Definition of CFTR genotype

A detailed family history was taken and screening to identify other family members affected with CF was performed. A homozygous genotype was identified as identical homozygous pathogenic CFTR variants. Compound heterozygous mutations were identified as two different pathogenic CFTR variants occurred in a trans configurations at two different alleles for the same chromosome. In a heterozygous genotype, one variant was identified in one allele [9].

In double homozygous genotype, two different CFTR pathogenic variants in one chromosome with a carbon copy of the same variant in trans position location in the other allele [9].

CFTR allele counts for patients and families

Multiple siblings with a homozygous CFTR variant within the same family are counted as having two alleles. In a compound heterozygous CFTR variant, each variant is counted as one mutant allele separately (i.e., multiple CF-affected siblings within the same family will be counted with each CFTR variant separately). The percentage of alleles for the patients is calculated as the number of affected alleles for a certain CFTR variant divided by the total number of alleles for the whole CF population (396 patients/792 alleles). The percentage of alleles for the families is calculated as the number of families with the affected alleles for a certain CFTR variant divided by the total number of alleles for whole CF population (312 families) [9].

CFTR identification

The CFTR gene screening methodology involves DNA isolation, Polymerase Chain Reaction (PCR) amplification of genomic DNA, mutational analysis, and sequencing methods [14]. Genomic DNA from the patient’s lymphocytes was used to amplify the 27 exons and flanking sequences of the CFTR (NM_000492.3; NP_000483.3). The PCR products were analyzed by sequencing in both the forward and reverse directions and were applied according to currently recommended methods [15,16]. Variant detection was scored using publicly available variant databases for CF such as the Cystic Fibrosis Mutation Database (http://www.genet. sickkids.on.ca/CFTR/Home.html) and The Human Gene Mutation Database - Professional Edition (http:/www.hgmd.cf.ac.uk/ac/index.php). Both mutation databases provided an extensive repertoire of up-to-date sequence variants, deletions and insertions for the CFTR gene.

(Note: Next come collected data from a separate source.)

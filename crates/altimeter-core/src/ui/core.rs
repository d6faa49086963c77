// src/ui/core.rs
//! Core UI traits and types for the altimeter screen

use embedded_graphics::prelude::*;
use embedded_graphics::primitives::Rectangle;

use crate::sensors::PressureReading;

/// Page identifier for navigation and logs
#[derive(Debug, Clone, Copy, PartialEq, Eq, Hash)]
pub enum PageId {
    Altimeter,
}

/// Trait for any UI element that can be drawn
pub trait Drawable {
    /// Draw the element to the display within its bounds
    fn draw<D: DrawTarget<Color = embedded_graphics::pixelcolor::Rgb565>>(
        &self,
        display: &mut D,
    ) -> Result<(), D::Error>;

    /// Get the bounds of this drawable element
    fn bounds(&self) -> Rectangle;

    /// Check if this element needs to be redrawn
    fn is_dirty(&self) -> bool;

    /// Mark this element as clean (already drawn)
    fn mark_clean(&mut self);

    /// Mark this element as dirty (needs redraw)
    fn mark_dirty(&mut self);
}

/// Events that pages can subscribe to for updates
#[derive(Debug, Clone, Copy)]
pub enum PageEvent {
    /// The subscription started; `false` means the device has no barometer
    SensorAvailability(bool),
    /// A raw barometer reading arrived
    PressureUpdate(PressureReading),
}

The screening included all 1st degree relatives, brothers, sisters (Healthy and symptomatic siblings) and parents. Others relatives are screened on the request of the family.

Ion torrent as the next generation sequencing [17]

Ion Torrent semiconductor technology is a recent comer as Next Generation Sequencing Platform that is currently already being adopted at top medical institutions worldwide such as Baylor College of Medicine, USA. Our facility is currently equipped with 12 Ion Torrent PGM (Personal Genome Machines), and 2 Ion Protons for use in both research and molecular diagnostics of genetic disorders. It is based on scoring fluctuations in pH upon the natural release of a proton occurring spontaneously upon DNA polymerization. At the core of the technology is a semiconductor chip that comprises a high-density array of micro-machined wells where simple biochemical process of DNA polymerization takes place and in a massively parallel way. Each well holds a single bead with attached single strand template DNA to be sequenced, and with each bead having multiple such copies of identical template DNA. Beneath each well is a proton sensitive layer, and beneath that layer is a proprietary proton sensor; thus each well in an Ion Torrent chip is effectively a solid-state pH micro-meter. This method is used in some of our patients recently.

Ethical consideration

After obtaining ethical approval by the Research Advisory Committee. (IRB) project number 21110 16, and dated 11th March 2015 and the Declaration of Helsinki, good clinical practice guidelines were followed. Data collection and data entry were supervised by the principal investigator. All data were obtained by retrospective chart review and were stored in the Pediatrics Research Unit, accessed only by the principal investigator and the assigned clinical research coordinator. Patients’ information was kept strictly confidential. Each patient was given a study number, and all patient data were entered into the designed data sheet without patient identification.

Results

From January 1998 to December 2018 and among 396 patients (312 families) had been confirmed of having CF were positive for CFTR variants. A total of 4 families that constitute 4 patients with confirmed CF were positive for double homozygous CFTR mutations in trans position location. All parents were first degree cousins. Their clinical pictures were of the severe type in relation to chest disease, failure to thrive, progressive bronchiectasis, worse Pulmonary function test parameters, persistent vitamins ADEK deficiencies compared to the rest of the CF population. Two out of 4 patients had Methicillin-resistant Staphylococcus aureus (MRSA) compared to 6% of our CF population (author’s own data).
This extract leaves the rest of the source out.